-- What needs to be done --
Transcribe each record below character for character.

-- Records supplied --
┄┄┄┄┄┄

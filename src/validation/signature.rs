//! Detached batch signature verification.
//!
//! Verifies the `batchSignature` header against the signing certificates
//! registered for the authenticated caller's country. Verification fails
//! closed: anything other than a verified signature is `SignatureInvalid`.

use base64::{engine::general_purpose, Engine as _};
use p256::ecdsa::signature::Verifier as _;
use sha2::{Digest, Sha256};

use crate::config::GatewayConfig;
use crate::error::IntakeError;
use crate::logging::structured::LogContext;
use crate::model::{CertificateType, DiagnosisKeyBatch, SignatureAlgorithm, TrustedCertificate};
use crate::trust::identity::CallerIdentity;
use crate::trust::store::CertificateTrustStore;
use crate::validation::canonical::signable_bytes;

/// Proof that a batch was authored by the caller's country.
#[derive(Debug, Clone, PartialEq)]
pub struct VerifiedSignature {
    pub signing_thumbprint: String,
    pub algorithm: SignatureAlgorithm,
}

pub struct SignatureVerifier<'a, T: ?Sized> {
    trust: &'a T,
    config: &'a GatewayConfig,
}

impl<'a, T: CertificateTrustStore + ?Sized> SignatureVerifier<'a, T> {
    pub fn new(trust: &'a T, config: &'a GatewayConfig) -> Self {
        Self { trust, config }
    }

    /// Verify `signature_encoded` over the canonical bytes of `batch`.
    ///
    /// Any currently valid signing certificate of the caller's country may
    /// have produced the signature (certificates overlap during rotation).
    pub fn verify(
        &self,
        batch: &DiagnosisKeyBatch,
        signature_encoded: &str,
        caller: &CallerIdentity,
        ctx: &LogContext,
    ) -> Result<VerifiedSignature, IntakeError> {
        let signature = decode_signature(signature_encoded).map_err(|e| {
            log::warn!("{} SIGNATURE_DECODE_FAILED error={}", ctx, e);
            IntakeError::SignatureInvalid(e)
        })?;

        log::debug!(
            "{} SIGNATURE_DECODE success=true bytes={}",
            ctx,
            signature.len()
        );

        let certificates = self
            .trust
            .certificates_for_country(&caller.country, CertificateType::Signing);

        log::debug!(
            "{} SIGNATURE_CERT_LOOKUP country={} found={}",
            ctx,
            caller.country,
            certificates.len()
        );

        if certificates.is_empty() {
            log::warn!(
                "{} SIGNATURE_INVALID reason=no_signing_certificate country={}",
                ctx,
                caller.country
            );
            return Err(IntakeError::SignatureInvalid(format!(
                "no signing certificate registered for {}",
                caller.country
            )));
        }

        let message = signable_bytes(batch);
        let mut last_error = String::from("no usable signing certificate");

        for certificate in &certificates {
            if certificate.country != caller.country {
                log::warn!(
                    "{} SIGNATURE_CERT_SKIPPED thumbprint={} reason=country_mismatch",
                    ctx,
                    certificate.thumbprint
                );
                last_error = "signing certificate country mismatch".to_string();
                continue;
            }

            if !self.config.algorithm_enabled(certificate.algorithm) {
                log::warn!(
                    "{} SIGNATURE_CERT_SKIPPED thumbprint={} reason=algorithm_disabled algorithm={}",
                    ctx,
                    certificate.thumbprint,
                    certificate.algorithm.as_str()
                );
                last_error = format!("algorithm {} not accepted", certificate.algorithm.as_str());
                continue;
            }

            match verify_with_certificate(certificate, &message, &signature) {
                Ok(()) => {
                    log::info!(
                        "{} SIGNATURE_VERIFY thumbprint={} algorithm={} valid=true",
                        ctx,
                        certificate.thumbprint,
                        certificate.algorithm.as_str()
                    );
                    return Ok(VerifiedSignature {
                        signing_thumbprint: certificate.thumbprint.clone(),
                        algorithm: certificate.algorithm,
                    });
                }
                Err(e) => {
                    log::debug!(
                        "{} SIGNATURE_VERIFY thumbprint={} valid=false error={}",
                        ctx,
                        certificate.thumbprint,
                        e
                    );
                    last_error = e;
                }
            }
        }

        log::warn!(
            "{} SIGNATURE_INVALID country={} candidates={} error={}",
            ctx,
            caller.country,
            certificates.len(),
            last_error
        );
        Err(IntakeError::SignatureInvalid(last_error))
    }
}

/// Decode a transport-encoded signature (URL-safe first, then standard base64).
pub fn decode_signature(encoded: &str) -> Result<Vec<u8>, String> {
    let encoded = encoded.trim();
    let bytes = general_purpose::URL_SAFE_NO_PAD
        .decode(encoded)
        .or_else(|_| general_purpose::STANDARD.decode(encoded))
        .map_err(|e| format!("Decode error: {}", e))?;

    if bytes.is_empty() {
        return Err("Empty signature".to_string());
    }
    Ok(bytes)
}

/// Verify `signature` over `message` with one certificate's public key.
pub fn verify_with_certificate(
    certificate: &TrustedCertificate,
    message: &[u8],
    signature: &[u8],
) -> Result<(), String> {
    match certificate.algorithm {
        SignatureAlgorithm::Ed25519 => {
            let key_bytes: [u8; 32] = certificate
                .public_key
                .as_slice()
                .try_into()
                .map_err(|_| "Invalid Ed25519 key length".to_string())?;
            let key = ed25519_dalek::VerifyingKey::from_bytes(&key_bytes)
                .map_err(|e| format!("Invalid public key: {}", e))?;
            let signature = ed25519_dalek::Signature::from_slice(signature)
                .map_err(|e| format!("Parse error: {}", e))?;
            key.verify_strict(message, &signature)
                .map_err(|e| format!("Verification failed: {}", e))
        }
        SignatureAlgorithm::EcdsaP256Sha256 => {
            let key = p256::ecdsa::VerifyingKey::from_sec1_bytes(&certificate.public_key)
                .map_err(|e| format!("Invalid public key: {}", e))?;
            let signature = p256::ecdsa::Signature::from_der(signature)
                .or_else(|_| p256::ecdsa::Signature::from_slice(signature))
                .map_err(|e| format!("Parse error: {}", e))?;
            key.verify(message, &signature)
                .map_err(|e| format!("Verification failed: {}", e))
        }
    }
}

/// Compute SHA256 hash of content.
pub fn compute_hash(content: &[u8]) -> String {
    let mut hasher = Sha256::new();
    hasher.update(content);
    hex::encode(hasher.finalize())
}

┄┄┄┄┄┄

-- Result of this exercise --
filename src/validation/signature.rs
//! Detached batch signature verification.
//!
//! Verifies the `batchSignature` header against the signing certificates
//! registered for the authenticated caller's country. Verification fails
//! closed: anything other than a verified signature is `SignatureInvalid`.

use base64::{engine::general_purpose, Engine as _};
use p256::ecdsa::signature::Verifier as _;
use sha2::{Digest, Sha256};

use crate::config::GatewayConfig;
use crate::error::IntakeError;
use crate::logging::structured::LogContext;
use crate::model::{CertificateType, DiagnosisKeyBatch, SignatureAlgorithm, TrustedCertificate};
use crate::trust::identity::CallerIdentity;
use crate::trust::store::CertificateTrustStore;
use crate::validation::canonical::signable_bytes;

/// Proof that a batch was authored by the caller's country.
#[derive(Debug, Clone, PartialEq)]
pub struct VerifiedSignature {
    pub signing_thumbprint: String,
    pub algorithm: SignatureAlgorithm,
}

pub struct SignatureVerifier<'a, T: ?Sized> {
    trust: &'a T,
    config: &'a GatewayConfig,
}

impl<'a, T: CertificateTrustStore + ?Sized> SignatureVerifier<'a, T> {
    pub fn new(trust: &'a T, config: &'a GatewayConfig) -> Self {
        Self { trust, config }
    }

    /// Verify `signature_encoded` over the canonical bytes of `batch`.
    ///
    /// Any currently valid signing certificate of the caller's country may
    /// have produced the signature (certificates overlap during rotation).
    pub fn verify(
        &self,
        batch: &DiagnosisKeyBatch,
        signature_encoded: &str,
        caller: &CallerIdentity,
        ctx: &LogContext,
    ) -> Result<VerifiedSignature, IntakeError> {
        let signature = decode_signature(signature_encoded).map_err(|e| {
            log::warn!("{} SIGNATURE_DECODE_FAILED error={}", ctx, e);
            IntakeError::SignatureInvalid(e)
        })?;

        log::debug!(
            "{} SIGNATURE_DECODE success=true bytes={}",
            ctx,
            signature.len()
        );

        let certificates = self
            .trust
            .certificates_for_country(&caller.country, CertificateType::Signing);

        log::debug!(
            "{} SIGNATURE_CERT_LOOKUP country={} found={}",
            ctx,
            caller.country,
            certificates.len()
        );

        if certificates.is_empty() {
            log::warn!(
                "{} SIGNATURE_INVALID reason=no_signing_certificate country={}",
                ctx,
                caller.country
            );
            return Err(IntakeError::SignatureInvalid(format!(
                "no signing certificate registered for {}",
                caller.country
            )));
        }

        let message = signable_bytes(batch);
        let mut last_error = String::from("no usable signing certificate");

        for certificate in &certificates {
            if certificate.country != caller.country {
                log::warn!(
                    "{} SIGNATURE_CERT_SKIPPED thumbprint={} reason=country_mismatch",
                    ctx,
                    certificate.thumbprint
                );
                last_error = "signing certificate country mismatch".to_string();
                continue;
            }

            if !self.config.algorithm_enabled(certificate.algorithm) {
                log::warn!(
                    "{} SIGNATURE_CERT_SKIPPED thumbprint={} reason=algorithm_disabled algorithm={}",
                    ctx,
                    certificate.thumbprint,
                    certificate.algorithm.as_str()
                );
                last_error = format!("algorithm {} not accepted", certificate.algorithm.as_str());
                continue;
            }

            match verify_with_certificate(certificate, &message, &signature) {
                Ok(()) => {
                    log::info!(
                        "{} SIGNATURE_VERIFY thumbprint={} algorithm={} valid=true",
                        ctx,
                        certificate.thumbprint,
                        certificate.algorithm.as_str()
                    );
                    return Ok(VerifiedSignature {
                        signing_thumbprint: certificate.thumbprint.clone(),
                        algorithm: certificate.algorithm,
                    });
                }
                Err(e) => {
                    log::debug!(
                        "{} SIGNATURE_VERIFY thumbprint={} valid=false error={}",
                        ctx,
                        certificate.thumbprint,
                        e
                    );
                    last_error = e;
                }
            }
        }

        log::warn!(
            "{} SIGNATURE_INVALID country={} candidates={} error={}",
            ctx,
            caller.country,
            certificates.len(),
            last_error
        );
        Err(IntakeError::SignatureInvalid(last_error))
    }
}

/// Decode a transport-encoded signature (URL-safe first, then standard base64).
pub fn decode_signature(encoded: &str) -> Result<Vec<u8>, String> {
    let encoded = encoded.trim();
    let bytes = general_purpose::URL_SAFE_NO_PAD
        .decode(encoded)
        .or_else(|_| general_purpose::STANDARD.decode(encoded))
        .map_err(|e| format!("Decode error: {}", e))?;

    if bytes.is_empty() {
        return Err("Empty signature".to_string());
    }
    Ok(bytes)
}

/// Verify `signature` over `message` with one certificate's public key.
pub fn verify_with_certificate(
    certificate: &TrustedCertificate,
    message: &[u8],
    signature: &[u8],
) -> Result<(), String> {
    match certificate.algorithm {
        SignatureAlgorithm::Ed25519 => {
            let key_bytes: [u8; 32] = certificate
                .public_key
                .as_slice()
                .try_into()
                .map_err(|_| "Invalid Ed25519 key length".to_string())?;
            let key = ed25519_dalek::VerifyingKey::from_bytes(&key_bytes)
                .map_err(|e| format!("Invalid public key: {}", e))?;
            let signature = ed25519_dalek::Signature::from_slice(signature)
                .map_err(|e| format!("Parse error: {}", e))?;
            key.verify_strict(message, &signature)
                .map_err(|e| format!("Verification failed: {}", e))
        }
        SignatureAlgorithm::EcdsaP256Sha256 => {
            let key = p256::ecdsa::VerifyingKey::from_sec1_bytes(&certificate.public_key)
                .map_err(|e| format!("Invalid public key: {}", e))?;
            let signature = p256::ecdsa::Signature::from_der(signature)
                .or_else(|_| p256::ecdsa::Signature::from_slice(signature))
                .map_err(|e| format!("Parse error: {}", e))?;
            key.verify(message, &signature)
                .map_err(|e| format!("Verification failed: {}", e))
        }
    }
}

/// Compute SHA256 hash of content.
pub fn compute_hash(content: &[u8]) -> String {
    let mut hasher = Sha256::new();
    hasher.update(content);
    hex::encode(hasher.finalize())
}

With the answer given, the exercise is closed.